もちろん案内板もなければ、道すらもまったくない。
適当にアタリを付けてヤブを掻き分けていくと、現れたのはまたポンコツ車。
石を探しにきたのに……
ストーンとテンション下がる。
滝にしろ、鉱山にしろ、何を探索しても必ずこうしたポンコツ車が顔を出す。
これは古いマークⅡだと思うけれど、まあこうして屋根がないというのは珍しい。
ちょっと見、まるでオープンカーのようだもの。
(マウスを置くと画像が切り替わります)
ひさかたぶりの来訪者に、ポンコツ車は何か訴えたげだったけど、相手にせず目的の山を登る。
すると、あるある。
予想通り、山には良さそうな巨石がゴロゴロしているではないか。
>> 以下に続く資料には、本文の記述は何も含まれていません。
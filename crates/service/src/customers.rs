//! Customer registry operations.

use atelier_core::{CustomerId, Record};
use atelier_customers::{Customer, NewCustomer};
use atelier_store::DocumentStore;
use chrono::Utc;
use tracing::info;

use crate::context::OwnerContext;
use crate::documents::{list_active, load_active, to_doc};
use crate::error::ServiceResult;

/// Customer registry over one storage backend.
///
/// The running totals (`total_orders`, `total_spent`) are written by the
/// order service's first-payment rule, never from here.
#[derive(Debug, Clone)]
pub struct CustomerService<S> {
    store: S,
}

impl<S: DocumentStore> CustomerService<S> {
    pub fn new(store: S) -> Self {
        Self { store }
    }

    pub async fn create_customer(
        &self,
        ctx: &OwnerContext,
        new: NewCustomer,
    ) -> ServiceResult<Customer> {
        let owner = ctx.require_owner()?.clone();
        let now = Utc::now();
        let customer = Customer::create(CustomerId::new(), owner.clone(), new, now)?;
        self.store
            .put(Customer::COLLECTION, &customer.id().to_string(), to_doc(&customer)?)
            .await?;
        info!(owner = %owner, customer = %customer.id(), "customer created");
        Ok(customer)
    }

    pub async fn get_customer(&self, ctx: &OwnerContext, id: CustomerId) -> ServiceResult<Customer> {
        let owner = ctx.require_owner()?;
        load_active(&self.store, owner, &id, "customer").await
    }

    /// Live customers for the caller, newest first.
    pub async fn list_customers(&self, ctx: &OwnerContext) -> ServiceResult<Vec<Customer>> {
        let owner = ctx.require_owner()?;
        list_active(&self.store, owner).await
    }

    /// Soft delete. Orders that reference the customer keep the id; only
    /// reads stop returning the record.
    pub async fn delete_customer(&self, ctx: &OwnerContext, id: CustomerId) -> ServiceResult<()> {
        let owner = ctx.require_owner()?;
        let now = Utc::now();
        let customer: Customer = load_active(&self.store, owner, &id, "customer").await?;
        self.store
            .patch(
                Customer::COLLECTION,
                &id.to_string(),
                serde_json::json!({ "deleted_at": now, "updated_at": now }),
            )
            .await?;
        info!(owner = %owner, customer = %customer.id(), "customer deleted");
        Ok(())
    }
}
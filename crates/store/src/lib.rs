//! Document store abstraction and in-memory implementation.
//!
//! This crate defines the persistence boundary for the workshop: a
//! collection/document store with equality queries, top-level patches, a
//! one-record transaction primitive, and change subscriptions. Domain crates
//! never talk to storage directly; the service layer drives this trait.
//!
//! The [`InMemoryStore`] implementation backs tests and development. A
//! production backend implements the same [`DocumentStore`] trait against a
//! real document database.

pub mod config;
pub mod document_store;
pub mod in_memory;
pub mod watch;

pub use config::StoreConfig;
pub use document_store::{DocumentStore, OrderBy, SortOrder, StoreError};
pub use in_memory::InMemoryStore;
pub use watch::{ChangeKind, ChangeNotification, Subscription};
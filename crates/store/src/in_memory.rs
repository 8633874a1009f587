//! In-memory [`DocumentStore`] backend.

use std::cmp::Ordering;
use std::collections::HashMap;
use std::sync::mpsc::{self, Sender};
use std::sync::{Mutex, RwLock};

use serde_json::Value as JsonValue;

use crate::config::StoreConfig;
use crate::document_store::{DocumentStore, OrderBy, SortOrder, StoreError};
use crate::watch::{ChangeKind, ChangeNotification, Subscription};

#[derive(Debug, Clone)]
struct VersionedDoc {
    revision: u64,
    data: JsonValue,
}

/// In-memory document store.
///
/// Intended for tests/dev. Not optimized for performance. Each document
/// carries a revision counter; `transact` commits only if the revision it
/// read is still current, retrying up to the configured attempt budget.
#[derive(Debug, Default)]
pub struct InMemoryStore {
    collections: RwLock<HashMap<String, HashMap<String, VersionedDoc>>>,
    watchers: Mutex<HashMap<String, Vec<Sender<ChangeNotification>>>>,
    config: StoreConfig,
}

impl InMemoryStore {
    pub fn new() -> Self {
        Self::default()
    }

    pub fn with_config(config: StoreConfig) -> Self {
        Self {
            config,
            ..Self::default()
        }
    }

    fn poisoned() -> StoreError {
        StoreError::Backend("lock poisoned".to_string())
    }

    fn notify(&self, collection: &str, id: &str, kind: ChangeKind, doc: &JsonValue) {
        // A poisoned watcher lock only silences notifications; the write
        // itself already committed.
        if let Ok(mut watchers) = self.watchers.lock() {
            if let Some(senders) = watchers.get_mut(collection) {
                let notification = ChangeNotification {
                    collection: collection.to_string(),
                    id: id.to_string(),
                    kind,
                    doc: doc.clone(),
                };
                // Drop any dead subscribers while publishing.
                senders.retain(|tx| tx.send(notification.clone()).is_ok());
            }
        }
    }
}

/// Total order over the JSON values the store sorts on: null, then booleans,
/// numbers, strings. Arrays and objects are not meaningful sort keys; they
/// compare equal within their kind so the (stable) sort leaves them in place.
fn cmp_json(left: &JsonValue, right: &JsonValue) -> Ordering {
    fn rank(value: &JsonValue) -> u8 {
        match value {
            JsonValue::Null => 0,
            JsonValue::Bool(_) => 1,
            JsonValue::Number(_) => 2,
            JsonValue::String(_) => 3,
            JsonValue::Array(_) => 4,
            JsonValue::Object(_) => 5,
        }
    }

    match (left, right) {
        (JsonValue::Bool(a), JsonValue::Bool(b)) => a.cmp(b),
        (JsonValue::Number(a), JsonValue::Number(b)) => {
            let a = a.as_f64().unwrap_or(f64::NAN);
            let b = b.as_f64().unwrap_or(f64::NAN);
            a.partial_cmp(&b).unwrap_or(Ordering::Equal)
        }
        (JsonValue::String(a), JsonValue::String(b)) => a.cmp(b),
        _ => rank(left).cmp(&rank(right)),
    }
}

#[async_trait::async_trait]
impl DocumentStore for InMemoryStore {
    async fn get(&self, collection: &str, id: &str) -> Result<Option<JsonValue>, StoreError> {
        let collections = self.collections.read().map_err(|_| Self::poisoned())?;
        Ok(collections
            .get(collection)
            .and_then(|docs| docs.get(id))
            .map(|doc| doc.data.clone()))
    }

    async fn put(&self, collection: &str, id: &str, doc: JsonValue) -> Result<(), StoreError> {
        let kind;
        {
            let mut collections = self.collections.write().map_err(|_| Self::poisoned())?;
            let docs = collections.entry(collection.to_string()).or_default();
            let revision = docs.get(id).map(|existing| existing.revision + 1).unwrap_or(1);
            kind = if revision == 1 {
                ChangeKind::Created
            } else {
                ChangeKind::Updated
            };
            docs.insert(
                id.to_string(),
                VersionedDoc {
                    revision,
                    data: doc.clone(),
                },
            );
        }
        self.notify(collection, id, kind, &doc);
        Ok(())
    }

    async fn patch(&self, collection: &str, id: &str, fields: JsonValue) -> Result<(), StoreError> {
        let JsonValue::Object(fields) = fields else {
            return Err(StoreError::Serialization(format!(
                "patch for '{collection}/{id}' must be a JSON object"
            )));
        };

        let merged;
        {
            let mut collections = self.collections.write().map_err(|_| Self::poisoned())?;
            let doc = collections
                .get_mut(collection)
                .and_then(|docs| docs.get_mut(id))
                .ok_or_else(|| StoreError::MissingDocument {
                    collection: collection.to_string(),
                    id: id.to_string(),
                })?;
            let JsonValue::Object(target) = &mut doc.data else {
                return Err(StoreError::Serialization(format!(
                    "document '{collection}/{id}' is not a JSON object"
                )));
            };
            for (field, value) in fields {
                // Null is a value here: it clears the field without removing it.
                target.insert(field, value);
            }
            doc.revision += 1;
            merged = doc.data.clone();
        }
        self.notify(collection, id, ChangeKind::Updated, &merged);
        Ok(())
    }

    async fn query(
        &self,
        collection: &str,
        filters: &[(&str, JsonValue)],
        order_by: Option<OrderBy>,
    ) -> Result<Vec<JsonValue>, StoreError> {
        let collections = self.collections.read().map_err(|_| Self::poisoned())?;
        let Some(docs) = collections.get(collection) else {
            return Ok(Vec::new());
        };

        let mut matches: Vec<JsonValue> = docs
            .values()
            .filter(|doc| {
                filters.iter().all(|(field, expected)| {
                    // A field absent from the document compares as null.
                    doc.data.get(*field).unwrap_or(&JsonValue::Null) == expected
                })
            })
            .map(|doc| doc.data.clone())
            .collect();

        if let Some(order_by) = order_by {
            matches.sort_by(|a, b| {
                let left = a.get(&order_by.field).unwrap_or(&JsonValue::Null);
                let right = b.get(&order_by.field).unwrap_or(&JsonValue::Null);
                match order_by.order {
                    SortOrder::Ascending => cmp_json(left, right),
                    SortOrder::Descending => cmp_json(left, right).reverse(),
                }
            });
        }

        Ok(matches)
    }

    async fn transact<F>(
        &self,
        collection: &str,
        id: &str,
        mut update: F,
    ) -> Result<JsonValue, StoreError>
    where
        F: FnMut(Option<JsonValue>) -> Result<JsonValue, StoreError> + Send,
    {
        for attempt in 1..=self.config.transaction_max_attempts {
            let snapshot = {
                let collections = self.collections.read().map_err(|_| Self::poisoned())?;
                collections
                    .get(collection)
                    .and_then(|docs| docs.get(id))
                    .map(|doc| (doc.revision, doc.data.clone()))
            };

            let observed_revision = snapshot.as_ref().map(|(revision, _)| *revision);
            let next = update(snapshot.map(|(_, data)| data))?;

            {
                let mut collections = self.collections.write().map_err(|_| Self::poisoned())?;
                let docs = collections.entry(collection.to_string()).or_default();
                let current_revision = docs.get(id).map(|doc| doc.revision);

                if current_revision == observed_revision {
                    let revision = current_revision.unwrap_or(0) + 1;
                    docs.insert(
                        id.to_string(),
                        VersionedDoc {
                            revision,
                            data: next.clone(),
                        },
                    );
                    let kind = if observed_revision.is_some() {
                        ChangeKind::Updated
                    } else {
                        ChangeKind::Created
                    };
                    drop(collections);
                    self.notify(collection, id, kind, &next);
                    return Ok(next);
                }
            }

            tracing::debug!(collection, id, attempt, "transaction lost the commit race, retrying");
        }

        Err(StoreError::Conflict(format!(
            "gave up on '{collection}/{id}' after {} attempts",
            self.config.transaction_max_attempts
        )))
    }

    fn watch(&self, collection: &str) -> Subscription<ChangeNotification> {
        let (tx, rx) = mpsc::channel();

        // If the lock is poisoned, we still return a subscription;
        // it just won't receive notifications until the process restarts.
        if let Ok(mut watchers) = self.watchers.lock() {
            watchers.entry(collection.to_string()).or_default().push(tx);
        }

        Subscription::new(rx)
    }
}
テンション上がる。
さっそく見つけた。
みごと鮮明に残る、石割用のノミの跡(矢穴)だ。
なぜ、途中で止めちゃったのかねえ。
これは割られた後に放置された石。
こちらも右上に大きなノミ跡が見える。
さらに見渡せば、あちこちの石に刻印が見つかった。
ただ石肌にもよるんだろうけど、状態が悪く薄れていて判別が難しい。
(マウスを置くと画像が切り替わります)
一番鮮明だったのがこれ。
伝えられる所では、これまた下の「ぼなき石」同様、福島正則の刻印ということだ。
三角の中の十字は「クルス(クロス:十字架)」で、福島正則がキリシタンの理解者であったからと言われている。
(正則の妻子はキリスト教の洗礼を受けている)
そういえば福島正則の刻印は名古屋城の石垣にも見つかっている。
こんなにあちこちで苦労させられたのに、結局お家は取り潰し。
大名の時代って、非情なんだな。
ふと振り返れば、はるか相模湾を隔てて伊豆大島が遠望された。
かつての石工たちも、こうした眺めを見て故郷に思いを馳せたのだろうか。
空の碧、海の青もまた悲しからずや。
(これで終わり)
(1)【伊豆海岸放置の場合】はこちら。
(2)【修善寺石丁場の場合】はこちら。
(3)【室岩洞石丁場の場合】はこちら。
(4)【宇佐美石丁場の場合】はこちら。
(5)【下多賀石丁場の場合】はこちら。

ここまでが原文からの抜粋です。